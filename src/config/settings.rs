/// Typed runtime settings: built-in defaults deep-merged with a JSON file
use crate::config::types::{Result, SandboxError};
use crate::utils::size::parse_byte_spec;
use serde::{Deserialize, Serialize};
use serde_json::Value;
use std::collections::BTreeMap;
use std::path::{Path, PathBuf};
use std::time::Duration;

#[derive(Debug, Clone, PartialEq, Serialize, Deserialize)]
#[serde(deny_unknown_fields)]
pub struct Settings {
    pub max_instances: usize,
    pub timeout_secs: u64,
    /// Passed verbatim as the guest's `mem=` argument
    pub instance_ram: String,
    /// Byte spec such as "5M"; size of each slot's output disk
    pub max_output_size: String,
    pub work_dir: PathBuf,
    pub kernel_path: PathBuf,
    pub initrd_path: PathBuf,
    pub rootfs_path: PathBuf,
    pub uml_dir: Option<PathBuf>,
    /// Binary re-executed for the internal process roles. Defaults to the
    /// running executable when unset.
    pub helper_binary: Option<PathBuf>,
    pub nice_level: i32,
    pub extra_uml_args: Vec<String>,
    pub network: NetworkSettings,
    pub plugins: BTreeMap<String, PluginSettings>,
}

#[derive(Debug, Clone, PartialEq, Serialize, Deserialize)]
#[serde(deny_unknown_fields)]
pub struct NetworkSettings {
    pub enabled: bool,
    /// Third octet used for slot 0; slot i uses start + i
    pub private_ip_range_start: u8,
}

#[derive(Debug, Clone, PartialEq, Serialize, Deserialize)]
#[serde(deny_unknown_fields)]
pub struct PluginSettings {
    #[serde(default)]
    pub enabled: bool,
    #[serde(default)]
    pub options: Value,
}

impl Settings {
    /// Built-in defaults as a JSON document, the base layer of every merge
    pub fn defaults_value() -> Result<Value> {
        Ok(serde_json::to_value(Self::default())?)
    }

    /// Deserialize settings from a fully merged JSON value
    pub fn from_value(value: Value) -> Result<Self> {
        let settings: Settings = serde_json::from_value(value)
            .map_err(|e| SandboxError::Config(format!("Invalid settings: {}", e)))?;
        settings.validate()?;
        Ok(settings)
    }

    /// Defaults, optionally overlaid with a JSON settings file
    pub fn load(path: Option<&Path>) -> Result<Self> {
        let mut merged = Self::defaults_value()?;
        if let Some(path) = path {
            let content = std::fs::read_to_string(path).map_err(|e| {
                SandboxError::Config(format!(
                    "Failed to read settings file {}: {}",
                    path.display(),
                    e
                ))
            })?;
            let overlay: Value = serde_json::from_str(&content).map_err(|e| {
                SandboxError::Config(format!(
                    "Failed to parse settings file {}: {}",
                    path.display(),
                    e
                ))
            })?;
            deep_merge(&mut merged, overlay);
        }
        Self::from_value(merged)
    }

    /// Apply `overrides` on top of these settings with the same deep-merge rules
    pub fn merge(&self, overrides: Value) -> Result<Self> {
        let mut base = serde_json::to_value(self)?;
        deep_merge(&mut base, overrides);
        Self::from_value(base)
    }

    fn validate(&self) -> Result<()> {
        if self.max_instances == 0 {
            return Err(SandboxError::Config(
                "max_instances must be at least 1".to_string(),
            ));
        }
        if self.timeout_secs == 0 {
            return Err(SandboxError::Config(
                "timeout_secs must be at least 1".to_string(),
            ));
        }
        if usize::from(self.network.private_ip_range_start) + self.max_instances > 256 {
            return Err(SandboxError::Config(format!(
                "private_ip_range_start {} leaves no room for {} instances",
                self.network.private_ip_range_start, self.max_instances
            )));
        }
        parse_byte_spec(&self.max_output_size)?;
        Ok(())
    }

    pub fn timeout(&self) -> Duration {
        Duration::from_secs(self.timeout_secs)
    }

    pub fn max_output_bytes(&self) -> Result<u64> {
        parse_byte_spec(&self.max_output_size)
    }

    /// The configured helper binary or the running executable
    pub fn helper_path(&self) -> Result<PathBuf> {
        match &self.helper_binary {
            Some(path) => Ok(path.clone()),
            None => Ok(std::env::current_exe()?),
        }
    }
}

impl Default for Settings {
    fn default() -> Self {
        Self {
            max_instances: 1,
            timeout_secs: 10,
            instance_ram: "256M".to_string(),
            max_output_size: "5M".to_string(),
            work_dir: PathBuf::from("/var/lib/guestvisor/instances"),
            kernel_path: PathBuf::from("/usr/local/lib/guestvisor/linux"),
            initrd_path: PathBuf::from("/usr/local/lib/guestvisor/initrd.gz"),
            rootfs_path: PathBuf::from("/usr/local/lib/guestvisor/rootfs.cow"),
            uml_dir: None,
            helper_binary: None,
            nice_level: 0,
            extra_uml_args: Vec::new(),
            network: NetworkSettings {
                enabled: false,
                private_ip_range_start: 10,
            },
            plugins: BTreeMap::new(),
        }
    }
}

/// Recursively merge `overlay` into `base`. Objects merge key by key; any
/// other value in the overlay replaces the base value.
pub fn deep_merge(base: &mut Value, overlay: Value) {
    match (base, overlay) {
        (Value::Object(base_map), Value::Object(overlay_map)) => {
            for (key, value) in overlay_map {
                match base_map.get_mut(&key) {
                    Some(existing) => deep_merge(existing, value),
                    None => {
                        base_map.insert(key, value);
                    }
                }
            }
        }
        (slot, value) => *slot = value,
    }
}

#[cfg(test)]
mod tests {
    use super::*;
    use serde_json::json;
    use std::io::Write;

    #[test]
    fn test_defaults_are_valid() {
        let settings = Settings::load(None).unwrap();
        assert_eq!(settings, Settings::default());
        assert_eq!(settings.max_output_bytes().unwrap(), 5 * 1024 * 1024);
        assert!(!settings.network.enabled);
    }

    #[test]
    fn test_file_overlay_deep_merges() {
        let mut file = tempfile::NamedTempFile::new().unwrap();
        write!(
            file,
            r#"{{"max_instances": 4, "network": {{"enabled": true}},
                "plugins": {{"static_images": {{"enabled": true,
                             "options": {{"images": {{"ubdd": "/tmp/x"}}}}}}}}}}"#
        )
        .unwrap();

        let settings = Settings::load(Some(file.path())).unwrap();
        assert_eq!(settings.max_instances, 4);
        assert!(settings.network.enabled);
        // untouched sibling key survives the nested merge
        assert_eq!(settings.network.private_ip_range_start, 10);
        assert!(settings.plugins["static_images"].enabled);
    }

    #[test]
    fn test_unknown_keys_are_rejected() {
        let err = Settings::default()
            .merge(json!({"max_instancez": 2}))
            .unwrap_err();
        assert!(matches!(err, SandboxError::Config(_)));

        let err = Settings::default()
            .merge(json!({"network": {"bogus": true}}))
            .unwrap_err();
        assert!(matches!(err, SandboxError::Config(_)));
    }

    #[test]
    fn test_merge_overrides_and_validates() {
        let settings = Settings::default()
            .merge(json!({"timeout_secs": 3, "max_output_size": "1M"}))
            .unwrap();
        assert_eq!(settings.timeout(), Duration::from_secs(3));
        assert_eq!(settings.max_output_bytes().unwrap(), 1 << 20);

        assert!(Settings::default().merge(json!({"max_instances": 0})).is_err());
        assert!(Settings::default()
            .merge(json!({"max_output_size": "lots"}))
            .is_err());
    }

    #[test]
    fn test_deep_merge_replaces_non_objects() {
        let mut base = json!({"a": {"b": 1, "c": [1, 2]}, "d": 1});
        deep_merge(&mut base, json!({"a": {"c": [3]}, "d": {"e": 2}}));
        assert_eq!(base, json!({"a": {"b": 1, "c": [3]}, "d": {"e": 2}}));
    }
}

========

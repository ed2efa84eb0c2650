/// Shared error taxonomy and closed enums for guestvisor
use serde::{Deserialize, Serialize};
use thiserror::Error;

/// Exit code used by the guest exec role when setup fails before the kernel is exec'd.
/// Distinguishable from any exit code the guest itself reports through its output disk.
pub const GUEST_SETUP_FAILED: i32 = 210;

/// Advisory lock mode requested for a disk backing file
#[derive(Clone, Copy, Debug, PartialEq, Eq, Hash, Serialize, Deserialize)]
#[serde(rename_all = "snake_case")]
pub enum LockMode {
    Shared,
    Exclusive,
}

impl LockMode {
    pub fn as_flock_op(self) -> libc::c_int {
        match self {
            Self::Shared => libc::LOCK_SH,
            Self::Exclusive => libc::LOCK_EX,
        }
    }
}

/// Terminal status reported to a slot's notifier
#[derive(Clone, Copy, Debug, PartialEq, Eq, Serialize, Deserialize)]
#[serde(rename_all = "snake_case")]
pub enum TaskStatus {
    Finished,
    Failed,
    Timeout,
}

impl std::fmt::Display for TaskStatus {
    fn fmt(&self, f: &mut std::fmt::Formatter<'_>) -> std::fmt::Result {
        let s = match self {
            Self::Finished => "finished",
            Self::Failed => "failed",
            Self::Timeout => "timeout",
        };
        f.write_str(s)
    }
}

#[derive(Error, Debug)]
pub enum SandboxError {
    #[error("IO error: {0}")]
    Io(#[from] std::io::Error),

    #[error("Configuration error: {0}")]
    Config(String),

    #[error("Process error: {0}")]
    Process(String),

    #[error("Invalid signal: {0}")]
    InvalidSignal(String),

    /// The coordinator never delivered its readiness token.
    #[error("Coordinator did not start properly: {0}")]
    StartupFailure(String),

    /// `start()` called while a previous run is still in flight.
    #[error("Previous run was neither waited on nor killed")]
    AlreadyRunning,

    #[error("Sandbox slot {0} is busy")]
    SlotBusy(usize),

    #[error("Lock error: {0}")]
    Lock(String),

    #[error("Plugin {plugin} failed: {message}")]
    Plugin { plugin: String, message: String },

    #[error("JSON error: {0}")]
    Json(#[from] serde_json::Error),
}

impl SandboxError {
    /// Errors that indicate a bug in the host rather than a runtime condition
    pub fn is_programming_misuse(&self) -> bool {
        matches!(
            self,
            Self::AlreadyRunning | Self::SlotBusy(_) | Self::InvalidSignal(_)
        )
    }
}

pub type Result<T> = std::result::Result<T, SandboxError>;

========

§ What the task requires:
Every line above that holds the word "PathBuf" needs to be copied.

§ Task response:
use std::path::{Path, PathBuf};
    pub work_dir: PathBuf,
    pub kernel_path: PathBuf,
    pub initrd_path: PathBuf,
    pub rootfs_path: PathBuf,
    pub uml_dir: Option<PathBuf>,
    pub helper_binary: Option<PathBuf>,
    pub fn helper_path(&self) -> Result<PathBuf> {
            work_dir: PathBuf::from("/var/lib/guestvisor/instances"),
            kernel_path: PathBuf::from("/usr/local/lib/guestvisor/linux"),
            initrd_path: PathBuf::from("/usr/local/lib/guestvisor/initrd.gz"),
            rootfs_path: PathBuf::from("/usr/local/lib/guestvisor/rootfs.cow"),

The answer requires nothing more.